+++ Records for processing +++
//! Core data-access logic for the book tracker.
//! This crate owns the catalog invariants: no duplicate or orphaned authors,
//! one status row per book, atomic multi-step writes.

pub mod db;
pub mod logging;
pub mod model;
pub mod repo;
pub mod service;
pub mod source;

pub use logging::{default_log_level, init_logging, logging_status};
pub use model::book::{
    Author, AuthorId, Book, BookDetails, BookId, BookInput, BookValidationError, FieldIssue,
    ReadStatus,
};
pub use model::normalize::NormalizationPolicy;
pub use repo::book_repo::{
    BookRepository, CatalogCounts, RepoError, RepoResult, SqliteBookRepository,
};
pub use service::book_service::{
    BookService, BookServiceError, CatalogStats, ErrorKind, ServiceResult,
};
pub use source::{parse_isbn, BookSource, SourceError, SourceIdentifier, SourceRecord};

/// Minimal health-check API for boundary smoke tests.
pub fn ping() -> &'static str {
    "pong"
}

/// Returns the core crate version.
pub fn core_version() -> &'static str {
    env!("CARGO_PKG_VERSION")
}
+++
+++ Records for processing +++
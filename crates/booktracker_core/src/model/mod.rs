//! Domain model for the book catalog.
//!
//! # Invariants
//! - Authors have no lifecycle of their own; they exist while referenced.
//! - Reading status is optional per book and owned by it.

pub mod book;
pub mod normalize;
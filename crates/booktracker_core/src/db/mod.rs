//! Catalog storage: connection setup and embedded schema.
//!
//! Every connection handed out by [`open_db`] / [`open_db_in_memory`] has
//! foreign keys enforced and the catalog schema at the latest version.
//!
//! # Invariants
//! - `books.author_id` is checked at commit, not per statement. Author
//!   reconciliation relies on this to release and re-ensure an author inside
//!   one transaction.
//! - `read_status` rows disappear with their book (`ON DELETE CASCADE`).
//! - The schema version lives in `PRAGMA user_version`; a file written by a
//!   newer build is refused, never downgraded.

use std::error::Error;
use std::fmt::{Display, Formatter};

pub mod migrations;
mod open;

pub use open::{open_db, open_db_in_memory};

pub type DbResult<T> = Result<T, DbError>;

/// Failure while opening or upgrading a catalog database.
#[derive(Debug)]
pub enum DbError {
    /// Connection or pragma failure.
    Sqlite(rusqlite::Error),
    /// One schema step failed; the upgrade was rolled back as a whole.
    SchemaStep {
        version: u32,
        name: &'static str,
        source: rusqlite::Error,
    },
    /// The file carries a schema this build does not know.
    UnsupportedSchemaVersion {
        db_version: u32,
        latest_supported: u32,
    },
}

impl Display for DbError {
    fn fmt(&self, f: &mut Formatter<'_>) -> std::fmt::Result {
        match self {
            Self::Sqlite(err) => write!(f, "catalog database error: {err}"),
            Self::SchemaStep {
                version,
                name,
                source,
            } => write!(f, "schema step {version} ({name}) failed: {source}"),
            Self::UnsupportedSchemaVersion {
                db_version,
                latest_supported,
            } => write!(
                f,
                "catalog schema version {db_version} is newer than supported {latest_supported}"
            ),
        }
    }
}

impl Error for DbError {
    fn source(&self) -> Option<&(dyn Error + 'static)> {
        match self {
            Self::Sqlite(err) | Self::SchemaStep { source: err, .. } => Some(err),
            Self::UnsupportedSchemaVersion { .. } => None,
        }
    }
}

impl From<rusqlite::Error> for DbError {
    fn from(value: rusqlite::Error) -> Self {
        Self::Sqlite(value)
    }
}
+++
+++ Records for processing +++
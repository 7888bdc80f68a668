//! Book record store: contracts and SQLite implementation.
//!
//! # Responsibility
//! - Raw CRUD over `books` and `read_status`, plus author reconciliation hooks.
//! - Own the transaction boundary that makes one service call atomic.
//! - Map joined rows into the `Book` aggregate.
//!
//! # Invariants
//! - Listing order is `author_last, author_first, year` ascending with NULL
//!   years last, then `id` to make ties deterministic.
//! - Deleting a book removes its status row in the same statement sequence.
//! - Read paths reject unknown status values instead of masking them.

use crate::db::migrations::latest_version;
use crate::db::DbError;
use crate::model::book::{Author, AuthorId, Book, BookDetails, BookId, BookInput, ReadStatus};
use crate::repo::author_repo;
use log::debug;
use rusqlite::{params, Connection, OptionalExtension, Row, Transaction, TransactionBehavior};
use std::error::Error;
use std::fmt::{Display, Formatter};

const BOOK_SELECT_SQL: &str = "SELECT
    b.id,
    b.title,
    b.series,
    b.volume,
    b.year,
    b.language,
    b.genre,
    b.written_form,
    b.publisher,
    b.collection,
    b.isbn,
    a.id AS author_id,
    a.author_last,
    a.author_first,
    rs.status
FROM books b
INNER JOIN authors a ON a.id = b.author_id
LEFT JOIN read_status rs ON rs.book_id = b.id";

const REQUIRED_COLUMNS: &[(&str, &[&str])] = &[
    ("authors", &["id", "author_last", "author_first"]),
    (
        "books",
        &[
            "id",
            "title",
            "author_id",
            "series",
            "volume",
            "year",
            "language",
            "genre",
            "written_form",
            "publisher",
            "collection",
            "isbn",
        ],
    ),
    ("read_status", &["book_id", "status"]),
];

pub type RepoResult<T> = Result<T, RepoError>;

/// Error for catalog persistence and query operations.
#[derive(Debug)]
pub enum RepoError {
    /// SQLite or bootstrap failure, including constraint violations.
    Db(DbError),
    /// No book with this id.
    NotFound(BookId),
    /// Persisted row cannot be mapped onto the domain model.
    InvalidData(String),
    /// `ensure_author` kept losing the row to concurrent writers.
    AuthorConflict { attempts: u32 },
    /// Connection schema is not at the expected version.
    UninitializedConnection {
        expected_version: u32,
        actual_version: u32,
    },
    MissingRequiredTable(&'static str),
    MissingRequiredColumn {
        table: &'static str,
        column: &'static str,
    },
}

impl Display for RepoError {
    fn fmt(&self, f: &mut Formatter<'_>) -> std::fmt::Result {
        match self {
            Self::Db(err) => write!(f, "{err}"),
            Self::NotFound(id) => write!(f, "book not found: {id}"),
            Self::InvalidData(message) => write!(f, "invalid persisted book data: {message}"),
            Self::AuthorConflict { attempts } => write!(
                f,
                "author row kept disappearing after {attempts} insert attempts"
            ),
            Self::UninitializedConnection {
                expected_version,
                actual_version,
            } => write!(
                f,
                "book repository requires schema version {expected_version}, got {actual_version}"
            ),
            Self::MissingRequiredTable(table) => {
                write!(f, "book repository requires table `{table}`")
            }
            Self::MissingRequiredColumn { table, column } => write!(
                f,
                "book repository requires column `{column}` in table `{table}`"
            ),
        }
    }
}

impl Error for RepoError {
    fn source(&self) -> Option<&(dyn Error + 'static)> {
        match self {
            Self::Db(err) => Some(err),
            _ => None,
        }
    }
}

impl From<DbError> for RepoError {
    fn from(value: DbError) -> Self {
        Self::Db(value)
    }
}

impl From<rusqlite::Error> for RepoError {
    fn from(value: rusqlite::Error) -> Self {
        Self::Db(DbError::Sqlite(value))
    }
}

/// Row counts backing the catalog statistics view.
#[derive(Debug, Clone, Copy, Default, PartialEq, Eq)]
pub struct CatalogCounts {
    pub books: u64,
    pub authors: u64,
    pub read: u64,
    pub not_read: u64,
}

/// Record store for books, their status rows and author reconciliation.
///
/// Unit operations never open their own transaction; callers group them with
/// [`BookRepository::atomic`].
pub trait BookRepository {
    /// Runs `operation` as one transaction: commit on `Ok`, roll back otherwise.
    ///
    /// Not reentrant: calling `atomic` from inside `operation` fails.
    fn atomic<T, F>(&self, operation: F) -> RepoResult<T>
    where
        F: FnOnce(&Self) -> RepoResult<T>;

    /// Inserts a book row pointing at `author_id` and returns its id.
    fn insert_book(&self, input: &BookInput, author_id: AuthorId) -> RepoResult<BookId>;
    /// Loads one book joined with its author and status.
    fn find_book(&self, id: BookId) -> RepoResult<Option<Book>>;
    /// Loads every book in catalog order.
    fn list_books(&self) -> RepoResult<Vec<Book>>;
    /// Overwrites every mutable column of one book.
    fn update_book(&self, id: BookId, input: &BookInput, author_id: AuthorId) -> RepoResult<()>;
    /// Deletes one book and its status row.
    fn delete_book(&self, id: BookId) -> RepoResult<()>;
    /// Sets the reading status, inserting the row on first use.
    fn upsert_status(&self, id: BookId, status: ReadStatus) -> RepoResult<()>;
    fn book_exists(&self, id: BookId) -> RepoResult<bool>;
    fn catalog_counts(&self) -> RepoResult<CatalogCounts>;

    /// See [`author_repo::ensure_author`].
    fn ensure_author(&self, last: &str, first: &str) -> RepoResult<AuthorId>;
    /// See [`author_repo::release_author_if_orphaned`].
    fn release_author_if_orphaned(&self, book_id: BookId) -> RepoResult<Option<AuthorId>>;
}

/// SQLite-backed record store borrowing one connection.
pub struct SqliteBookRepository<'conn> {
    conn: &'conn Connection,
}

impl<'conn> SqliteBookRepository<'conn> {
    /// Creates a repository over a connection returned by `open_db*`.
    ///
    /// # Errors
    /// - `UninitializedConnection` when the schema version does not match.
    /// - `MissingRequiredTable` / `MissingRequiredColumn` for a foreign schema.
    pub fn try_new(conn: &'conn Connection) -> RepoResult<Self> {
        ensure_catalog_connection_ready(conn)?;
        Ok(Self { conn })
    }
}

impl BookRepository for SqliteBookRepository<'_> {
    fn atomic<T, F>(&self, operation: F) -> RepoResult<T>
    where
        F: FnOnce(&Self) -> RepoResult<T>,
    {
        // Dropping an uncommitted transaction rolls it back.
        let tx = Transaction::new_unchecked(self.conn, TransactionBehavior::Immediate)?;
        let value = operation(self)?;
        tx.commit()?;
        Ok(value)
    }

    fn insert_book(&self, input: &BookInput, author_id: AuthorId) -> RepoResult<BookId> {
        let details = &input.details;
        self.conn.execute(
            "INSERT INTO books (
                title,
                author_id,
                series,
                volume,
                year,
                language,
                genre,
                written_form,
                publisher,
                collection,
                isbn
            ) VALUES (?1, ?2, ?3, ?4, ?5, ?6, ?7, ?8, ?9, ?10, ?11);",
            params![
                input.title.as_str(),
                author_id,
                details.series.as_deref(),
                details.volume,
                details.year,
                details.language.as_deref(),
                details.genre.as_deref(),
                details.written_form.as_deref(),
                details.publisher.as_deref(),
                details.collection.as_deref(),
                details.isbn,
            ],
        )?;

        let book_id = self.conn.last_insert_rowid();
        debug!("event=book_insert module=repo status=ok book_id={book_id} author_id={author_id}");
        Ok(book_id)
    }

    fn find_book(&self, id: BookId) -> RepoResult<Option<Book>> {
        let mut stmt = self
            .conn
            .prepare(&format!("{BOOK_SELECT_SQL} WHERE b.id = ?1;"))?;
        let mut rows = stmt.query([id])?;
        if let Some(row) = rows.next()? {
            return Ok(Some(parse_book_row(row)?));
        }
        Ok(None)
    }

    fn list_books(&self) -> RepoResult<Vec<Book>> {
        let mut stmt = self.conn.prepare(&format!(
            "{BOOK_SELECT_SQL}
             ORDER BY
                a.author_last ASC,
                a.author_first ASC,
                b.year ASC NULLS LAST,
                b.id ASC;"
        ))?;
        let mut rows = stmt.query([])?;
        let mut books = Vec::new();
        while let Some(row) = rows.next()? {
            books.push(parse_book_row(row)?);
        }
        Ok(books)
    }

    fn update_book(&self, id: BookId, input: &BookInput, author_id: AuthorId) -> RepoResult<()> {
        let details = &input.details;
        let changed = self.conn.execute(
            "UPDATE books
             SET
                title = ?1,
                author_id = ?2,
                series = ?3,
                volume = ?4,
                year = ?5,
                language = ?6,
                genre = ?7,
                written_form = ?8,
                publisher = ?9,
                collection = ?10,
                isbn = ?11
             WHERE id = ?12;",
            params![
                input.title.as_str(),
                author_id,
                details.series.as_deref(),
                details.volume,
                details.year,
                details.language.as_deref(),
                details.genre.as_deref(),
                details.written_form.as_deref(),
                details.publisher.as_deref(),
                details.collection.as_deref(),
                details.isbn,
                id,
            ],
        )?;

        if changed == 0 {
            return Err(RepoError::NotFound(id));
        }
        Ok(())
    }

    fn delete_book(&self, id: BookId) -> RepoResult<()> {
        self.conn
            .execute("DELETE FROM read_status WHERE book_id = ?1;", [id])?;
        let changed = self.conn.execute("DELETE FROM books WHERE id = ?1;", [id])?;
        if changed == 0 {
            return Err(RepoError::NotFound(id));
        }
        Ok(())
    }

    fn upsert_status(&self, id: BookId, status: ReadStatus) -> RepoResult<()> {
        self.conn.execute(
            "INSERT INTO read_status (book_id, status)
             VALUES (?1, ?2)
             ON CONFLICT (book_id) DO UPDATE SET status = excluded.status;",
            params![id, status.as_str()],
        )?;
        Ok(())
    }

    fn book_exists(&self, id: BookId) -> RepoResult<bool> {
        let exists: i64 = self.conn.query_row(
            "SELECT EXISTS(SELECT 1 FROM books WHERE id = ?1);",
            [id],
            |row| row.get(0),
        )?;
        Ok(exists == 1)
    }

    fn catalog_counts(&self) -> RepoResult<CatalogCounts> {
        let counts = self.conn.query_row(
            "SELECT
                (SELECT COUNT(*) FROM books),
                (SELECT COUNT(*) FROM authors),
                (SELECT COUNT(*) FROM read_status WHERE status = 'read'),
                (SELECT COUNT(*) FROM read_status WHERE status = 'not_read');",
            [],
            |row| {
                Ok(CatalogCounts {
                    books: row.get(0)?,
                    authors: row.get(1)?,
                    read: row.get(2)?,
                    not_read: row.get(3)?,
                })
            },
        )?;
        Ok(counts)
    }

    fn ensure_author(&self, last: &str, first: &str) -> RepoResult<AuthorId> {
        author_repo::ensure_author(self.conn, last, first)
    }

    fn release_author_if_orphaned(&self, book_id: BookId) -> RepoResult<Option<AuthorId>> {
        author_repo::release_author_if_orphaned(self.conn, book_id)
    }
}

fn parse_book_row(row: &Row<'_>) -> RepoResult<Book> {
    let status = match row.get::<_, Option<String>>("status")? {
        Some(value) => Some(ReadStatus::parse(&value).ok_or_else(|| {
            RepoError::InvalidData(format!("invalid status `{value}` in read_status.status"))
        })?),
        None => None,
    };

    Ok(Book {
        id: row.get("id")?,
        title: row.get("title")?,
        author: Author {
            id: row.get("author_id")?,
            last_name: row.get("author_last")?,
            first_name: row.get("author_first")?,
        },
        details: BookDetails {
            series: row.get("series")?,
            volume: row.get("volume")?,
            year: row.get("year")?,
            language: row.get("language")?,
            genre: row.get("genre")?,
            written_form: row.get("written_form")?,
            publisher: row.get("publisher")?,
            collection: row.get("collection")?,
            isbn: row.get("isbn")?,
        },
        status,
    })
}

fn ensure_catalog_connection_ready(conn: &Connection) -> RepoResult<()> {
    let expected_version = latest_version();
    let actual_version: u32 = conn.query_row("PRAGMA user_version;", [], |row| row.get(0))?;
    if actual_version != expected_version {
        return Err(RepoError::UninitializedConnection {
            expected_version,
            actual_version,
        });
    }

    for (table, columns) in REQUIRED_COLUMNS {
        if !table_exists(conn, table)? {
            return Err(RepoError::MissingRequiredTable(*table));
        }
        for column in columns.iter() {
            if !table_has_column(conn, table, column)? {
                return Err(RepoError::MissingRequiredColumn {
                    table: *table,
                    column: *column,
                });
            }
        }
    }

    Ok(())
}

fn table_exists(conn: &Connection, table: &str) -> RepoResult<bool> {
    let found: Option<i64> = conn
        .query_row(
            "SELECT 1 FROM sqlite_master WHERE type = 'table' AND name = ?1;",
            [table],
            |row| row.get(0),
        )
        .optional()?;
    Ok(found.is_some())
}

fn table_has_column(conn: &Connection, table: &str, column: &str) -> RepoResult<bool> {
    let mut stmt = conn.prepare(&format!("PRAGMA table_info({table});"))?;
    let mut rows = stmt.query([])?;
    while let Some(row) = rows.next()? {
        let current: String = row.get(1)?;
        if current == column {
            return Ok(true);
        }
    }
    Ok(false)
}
+++
Go through the lines above and count those with the string "SqliteBookRepository". Reply with the count and nothing more.

4